Why are you so uncomfortable with your identity? Why do you have this seemingly intractable cultural inferiority complex? Why have you made yourself a cultural nonentity, constantly putting on the borrowed garb of other cultures? And while must you obliquely occupy this in-between space of nothingness. Any normal human being's identity should be sacrosanct!"

-joan.Osa Oviawe

Emphasis there is mine to reflect the sections I find most intriguing.

Cultural Nomadism and Cultural Rootedness

"Cultural nonentity....hmmmmmm
"constantly putting on the borrowed garb of other cultures"

-joan.Osa Oviawe

Is it not possible that my culture is actually largely cosmopolitan and not ethnic?I do have an ethnic geographical affiliation through my family,but does that make that ethnic source my culture?A place I have such little memory of,even though they gave me shelter during the Nigerian Civil War? Benin is actually the central location of my cultural development. It is becoming increasingly evident,though, that people experience Benin in different ways.For me it has been a cosmopolitan crossroads while for others it is their ancestral land in relation to which only Bini people are legitimate.

Does the fact that I made the mistake of not learning Bini make a difference here? I doubt it.

Toyin Adepoju

Self Identification and Perception by Others

“Without your willingness to identify yourself, your audience essentially wastes time taking you seriously”.

-joan.Osa Oviawe

Is this true? Is a definition of ethnic identity vital to discourse,even on issues of knowledge systems developed by particular ethnicities,such as the Yoruba/Orisa Ifa and Benin Olokun? Is one’s mode of engagement with such discourses,which may or may not be as an indigene not more relevant than whether or not one is of an indigenous background?

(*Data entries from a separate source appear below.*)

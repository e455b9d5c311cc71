#![allow(dead_code)]

use std::sync::Arc;
use std::time::Duration;

use gpulend_core::fakes::{FakeBackend, Script};
use gpulend_core::transport::LocalNetwork;
use gpulend_core::wire::PeerAddress;
use gpulend_core::{
    JobState, MemoryLedger, Node, NodeConfig, NodeParts, PeerIdentity, SessionEvent, StaticProbe,
};
use gpulend_core::{JobId, PeerId};
use tokio::sync::broadcast;

pub const REQUESTER: &str = "local://requester";

pub struct TestNode {
    pub node: Node,
    pub backend: Arc<FakeBackend>,
    pub probe: Arc<StaticProbe>,
    pub ledger: Arc<MemoryLedger>,
}

impl TestNode {
    pub fn id(&self) -> &PeerId {
        self.node.peer_id()
    }

    pub fn addr(&self) -> PeerAddress {
        self.node.address().clone()
    }
}

pub fn config(addr: &str, bootstrap: &[&str]) -> NodeConfig {
    let mut cfg = NodeConfig::default();
    cfg.advertise = addr.to_string();
    cfg.bootstrap = bootstrap.iter().map(|s| s.to_string()).collect();
    cfg.transport_timeout_ms = 1_000;
    cfg
}

pub async fn start_node(
    net: &Arc<LocalNetwork>,
    cfg: NodeConfig,
    seed: u8,
    probe: StaticProbe,
    backend: FakeBackend,
) -> TestNode {
    let addr = PeerAddress(cfg.advertise.clone());
    let backend = Arc::new(backend);
    let probe = Arc::new(probe);
    let ledger = Arc::new(MemoryLedger::new());
    let parts = NodeParts {
        identity: PeerIdentity::from_seed([seed; 32]),
        transport: net.transport(addr.clone()),
        backend: backend.clone(),
        probe: probe.clone(),
        ledger: ledger.clone(),
    };
    let node = Node::start(cfg, parts).await.unwrap();
    net.register(addr, node.router());
    TestNode {
        node,
        backend,
        probe,
        ledger,
    }
}

/// A node that submits but cannot execute.
pub async fn requester(net: &Arc<LocalNetwork>) -> TestNode {
    let backend = FakeBackend::default();
    backend.set_available(false);
    start_node(net, config(REQUESTER, &[]), 1, StaticProbe::gpu("none", 0, 0), backend).await
}

/// An executor announcing itself to the requester.
pub async fn executor(
    net: &Arc<LocalNetwork>,
    name: &str,
    seed: u8,
    probe: StaticProbe,
    script: Script,
) -> TestNode {
    let addr = format!("local://{name}");
    let node = start_node(
        net,
        config(&addr, &[REQUESTER]),
        seed,
        probe,
        FakeBackend::new(script),
    )
    .await;
    node.node.report_now().await;
    node
}

/// Free VRAM `free_mb` out of `total_mb`.
pub fn gpu(total_mb: u64, free_mb: u64, compute_units: u32) -> StaticProbe {
    let probe = StaticProbe::gpu("test-gpu", total_mb, compute_units);
    probe.update(|c| c.vram_free_mb = free_mb);
    probe
}

pub fn long_run() -> Script {
    Script::succeed(Duration::from_secs(3_600))
}

/// Wait for `job_id` to reach `state` on the event stream.
pub async fn wait_for_state(
    events: &mut broadcast::Receiver<SessionEvent>,
    job_id: &JobId,
    state: JobState,
) -> SessionEvent {
    loop {
        let event = events.recv().await.unwrap();
        if &event.job_id == job_id && event.state == state {
            return event;
        }
    }
}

Questions on Identity as Absolute Validation

"identity should be sacrosanct"

-joan.Osa Oviawe

Important but not an idea that can be treated with abslute certainty.For example,the expressions: “My mind", "My life" Who is that "my"? Is that "I" represented by the "my" inexorably idetified with the Joan Oviawe who perhaps awas born in Benin,grew up there and later emigrated to the US? Perhaps.In the mind of that Oviawe,we should be able to find threads of thoughts emerging from that history,a mental pattern shaped by it,definable in terms of memories, associational patterns, emotions,attitudes,perspectives,forming a more or less unified whole.

But if one looks even more carefully,there is a state in which the self can be experienced to some degree independently of the thoughts and emotions constructed by that social history.The naked sense of self awareness.Just knowing that you are.The sense that you are.Isness.Is that not the core of the socially constructed self? The pearl around which it has formed and which therefore predates it? Can this core understand itself beyond the mere fact of self-acknowledgement? That possibility and the analytical process described above is the core of the philosophy of the Indian philosopher and mystic Ramana Maharshi,as described to Paul Brunton in in Brunton's A Search in Secret India.The book and the Bendel Book Depot at Eghosa in Benin where I bought it are linked for me in memory as repositories of wonderful and liberating knowledge.

Maharshi advised reflection on that sense of basic identity.I have tried it a few times.The lasting effect is powerful.Brunton wrote that it took him into a cosmic awareness,since the roots of the individual sense of self awareness are understood by this philosophy to be in the self awareness that underlies the cosmos.